In patients treated with quinolones, including moxifloxacin, described cases of sensory or sensorimotor polyneuropathy, leading to paresthesia, hypesthesia, dysesthesia or weakness. Patients undergoing treatment with Moflaxia should be warned of the need to seek immediate medical attention before continuing treatment if symptoms of neuropathy occur that include pain, burning, tingling, numbness, or weakness (see "Side effect" section).
Reactions from the psyche may occur even after the first use of fluoroquinolones, including moxifloxacin. In very rare cases, depression or psychotic reactions progress to the occurrence of suicidal thoughts and behavior with a tendency to self-harm, including suicidal attempts (see "Side effect" section). If such reactions develop in patients, Moflaxia should be withdrawn and the necessary measures taken. Care should be taken when using Moflaxia in patients with psychoses and psychiatric illnesses in history.

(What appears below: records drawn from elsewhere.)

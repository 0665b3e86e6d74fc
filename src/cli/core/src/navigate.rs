/* src/cli/core/src/navigate.rs */

use anyhow::{Result, bail};
use watchpost_router::{Navigation, NavigationError, Navigator};

use crate::config::WatchpostConfig;
use crate::routes::build_table;
use crate::ui::{self, DIM, RESET};

/// One scripted step of a navigation session.
#[derive(Debug, Clone, PartialEq, Eq)]
pub enum Step {
  Go(String),
  Back,
  Forward,
}

impl Step {
  pub fn parse(raw: &str) -> Self {
    match raw {
      "back" => Self::Back,
      "forward" => Self::Forward,
      url => Self::Go(url.to_string()),
    }
  }
}

/// Replay steps against a fresh navigator, reporting each outcome.
pub async fn run_navigate(config: &WatchpostConfig, steps: &[Step]) -> Result<()> {
  let table = build_table(config)?;
  let navigator = Navigator::new(table, &config.router.to_router_config());
  ui::banner("navigate");

  let mut failures = 0;
  for step in steps {
    let outcome = match step {
      Step::Go(url) => navigator.navigate(url).await.map(Some),
      Step::Back => navigator.back().await,
      Step::Forward => navigator.forward().await,
    };
    if !report(step, outcome) {
      failures += 1;
    }
  }

  ui::blank();
  let current = navigator.current().unwrap_or_else(|| "(none)".to_string());
  ui::detail(&format!(
    "{DIM}current {current}  back {}  forward {}{RESET}",
    navigator.can_go_back(),
    navigator.can_go_forward()
  ));
  if failures > 0 {
    bail!("{failures} of {} navigation steps failed", steps.len());
  }
  Ok(())
}

fn report(step: &Step, outcome: Result<Option<Navigation>, NavigationError>) -> bool {
  match outcome {
    Ok(Some(Navigation::Rendered { route, view })) => {
      ui::ok(&format!("{} {DIM}({} bytes from {}){RESET}", route.name, view.source.len(), view.chunk));
      let props = ui::format_pairs(&route.props);
      if !props.is_empty() {
        ui::detail(&format!("props {props}"));
      }
      true
    }
    Ok(Some(Navigation::Superseded { url })) => {
      ui::warn(&format!("{url} superseded"));
      true
    }
    Ok(None) => {
      ui::warn(&format!("{step:?}: no history entry"));
      true
    }
    Err(e) => {
      let hint = if e.is_retryable() { " (retryable)" } else { "" };
      ui::fail(&format!("{} {e}{hint}", e.code()));
      false
    }
  }
}

#[cfg(test)]
mod tests {
  use super::*;

  #[test]
  fn history_keywords_parse() {
    assert_eq!(Step::parse("back"), Step::Back);
    assert_eq!(Step::parse("forward"), Step::Forward);
    assert_eq!(Step::parse("/iocs/search?q=1"), Step::Go("/iocs/search?q=1".into()));
  }

  fn workspace() -> (tempfile::TempDir, WatchpostConfig) {
    let tmp = tempfile::tempdir().unwrap();
    std::fs::create_dir_all(tmp.path().join("views")).unwrap();
    for chunk in watchpost_router::console_chunks() {
      std::fs::write(tmp.path().join(format!("views/{chunk}.html")), chunk).unwrap();
    }
    let config = WatchpostConfig { base_dir: tmp.path().to_path_buf(), ..WatchpostConfig::default() };
    (tmp, config)
  }

  #[tokio::test]
  async fn scripted_session_succeeds() {
    let (_tmp, config) = workspace();
    let steps: Vec<Step> =
      ["/", "/iocs/manage", "back", "forward"].into_iter().map(Step::parse).collect();
    run_navigate(&config, &steps).await.unwrap();
  }

  #[tokio::test]
  async fn unknown_url_fails_session() {
    let (_tmp, config) = workspace();
    let err = run_navigate(&config, &[Step::parse("/nope")]).await.unwrap_err();
    assert!(err.to_string().contains("1 of 1"));
  }

  #[tokio::test]
  async fn missing_chunk_fails_session() {
    let (tmp, config) = workspace();
    std::fs::remove_file(tmp.path().join("views/iocs-search.html")).unwrap();
    assert!(run_navigate(&config, &[Step::parse("/iocs/search")]).await.is_err());
  }
}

Due to the wide spread and growing incidence of infections caused by fluoroquinolone resistant Neisseria gonorrhoeae, in the treatment of patients with inflammatory diseases of the pelvic organs, monotherapy with moxifloxacin should not be carried out, except when the presence of a resistant to fluoroquinolones N. gonorrhoeae excluded. If there is no way to exclude the presence of fluoroquinolones resistant N. gonorrhoeae, is necessary resolve the issue of supplementing empirical therapy with moxifloxacin appropriate antibiotic, which is active against N. gonorrhoeae (e.g., cephalosporin).
Disglycemia
As with other fluoroquinolones, a change in blood glucose concentration, including hypoglycemia and hyperglycaemia, was noted with the use of Mofsaxia. On the background of moxifloxacin therapy, disglycemia occurred mainly in elderly patients with diabetes mellitus receiving concomitant therapy with hypoglycemic drugs for oral administration (eg, with sulfonylureas) or insulin. When performing treatment in patients with diabetes mellitus, careful monitoring of the concentration of glucose in the blood is recommended (see section "Side effect").